◆ **Data for review**:
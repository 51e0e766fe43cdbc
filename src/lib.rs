//! dualgraph — in-memory graphs with two interchangeable representations.
//!
//! [`ListGraph`] stores per-vertex neighbor sequences, [`MatrixGraph`] a
//! square weight matrix. Both implement the [`Graph`] trait, and the
//! traversals and cycle detection are written once against it.

pub mod cli;
pub mod graph;
pub mod render;
pub mod types;

// Re-export commonly used types at the crate root
pub use graph::{
    breadth_first, depth_first, find_cycle_edge_from, has_cycle, has_cycle_from, traverse, Graph,
    GraphBuilder, ListGraph, MatrixGraph, TraversalOrder,
};
pub use render::{render, to_dot, write_dot, RenderConfig};
pub use types::{
    Directedness, GraphError, GraphResult, VertexId, Weight, DEFAULT_WEIGHT, NO_EDGE,
};
//! Core data types shared by both graph representations.

pub mod error;
pub mod vertex;

pub use error::{GraphError, GraphResult};
pub use vertex::{Directedness, VertexId};

/// Numeric edge weight.
///
/// The matrix representation stores weights directly in its cells, so a
/// weight of exactly `0.0` is indistinguishable from "no edge".
pub type Weight = f64;

/// Weight used when an edge is added without an explicit weight.
pub const DEFAULT_WEIGHT: Weight = 1.0;

/// Matrix cell value meaning "no edge".
pub const NO_EDGE: Weight = 0.0;
#[cfg(not(feature = "std"))]
use alloc::collections::BTreeMap;
#[cfg(feature = "std")]
use std::collections::HashMap;

#[cfg(feature = "std")]
pub(crate) type KeyMap<K, V> = HashMap<K, V>;
#[cfg(not(feature = "std"))]
pub(crate) type KeyMap<K, V> = BTreeMap<K, V>;

#[cfg(feature = "std")]
pub trait StateKey: core::hash::Hash + Eq {}
#[cfg(feature = "std")]
impl<K: core::hash::Hash + Eq> StateKey for K {}

#[cfg(not(feature = "std"))]
pub trait StateKey: Ord {}
#[cfg(not(feature = "std"))]
impl<K: Ord> StateKey for K {}
//! A headless anchored-positioning and transition engine for floating UI
//! elements (menus, tooltips, notifications, dialogs).
//!
//! This crate covers the part between "an anchor resolved to raw
//! coordinates" and "styles on the element": building the position CSS,
//! detecting meaningful changes against the live style, running the
//! animated-transition lifecycle (priming, lazy listener binding, cleanup,
//! and a timeout-guarded fallback), and keeping per-placee placement memory.
//!
//! It is UI-agnostic. A host layer (DOM, retained-mode GUI, test harness) is
//! expected to provide, via the [`Element`] trait:
//! - computed and inline style access for `position`/`top`/`bottom`/
//!   `left`/`right`
//! - class mutation and a synchronous reflow
//! - transition lifecycle signals (start/end/cancel) and the current time
//!
//! Anchor resolution and bounds clamping are collaborators: they enter only
//! as an opaque resolver callback on [`Positioning::position`].
#![cfg_attr(not(feature = "std"), no_std)]
#![forbid(unsafe_code)]

extern crate alloc;

#[cfg(test)]
extern crate std;

#[macro_use]
mod macros;

mod behaviour;
mod detect;
mod element;
mod key;
mod position;
mod state;
mod transition;
mod types;


pub use behaviour::{PlacementSpec, Positioning, PositioningConfig, ResolvedPlacement};
pub use detect::has_changes;
pub use element::Element;
pub use position::{apply_position_css, PositionCss};
pub use state::{PlaceeState, PositioningState};
pub use transition::{Transition, TransitionDetail, Transitions, FALLBACK_MARGIN_MS};
pub use types::{Bounds, Edge, PlaceeId, PositionMode, SignalKind, StyleProp, TransitionSignal};

#[doc(hidden)]
pub use key::StateKey;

◆ **Directions for this task**: Every line above with the word "VertexId" belongs in the answer, copied as written.

◆ **Output below**:
    Directedness, GraphError, GraphResult, VertexId, Weight, DEFAULT_WEIGHT, NO_EDGE,
pub use vertex::{Directedness, VertexId};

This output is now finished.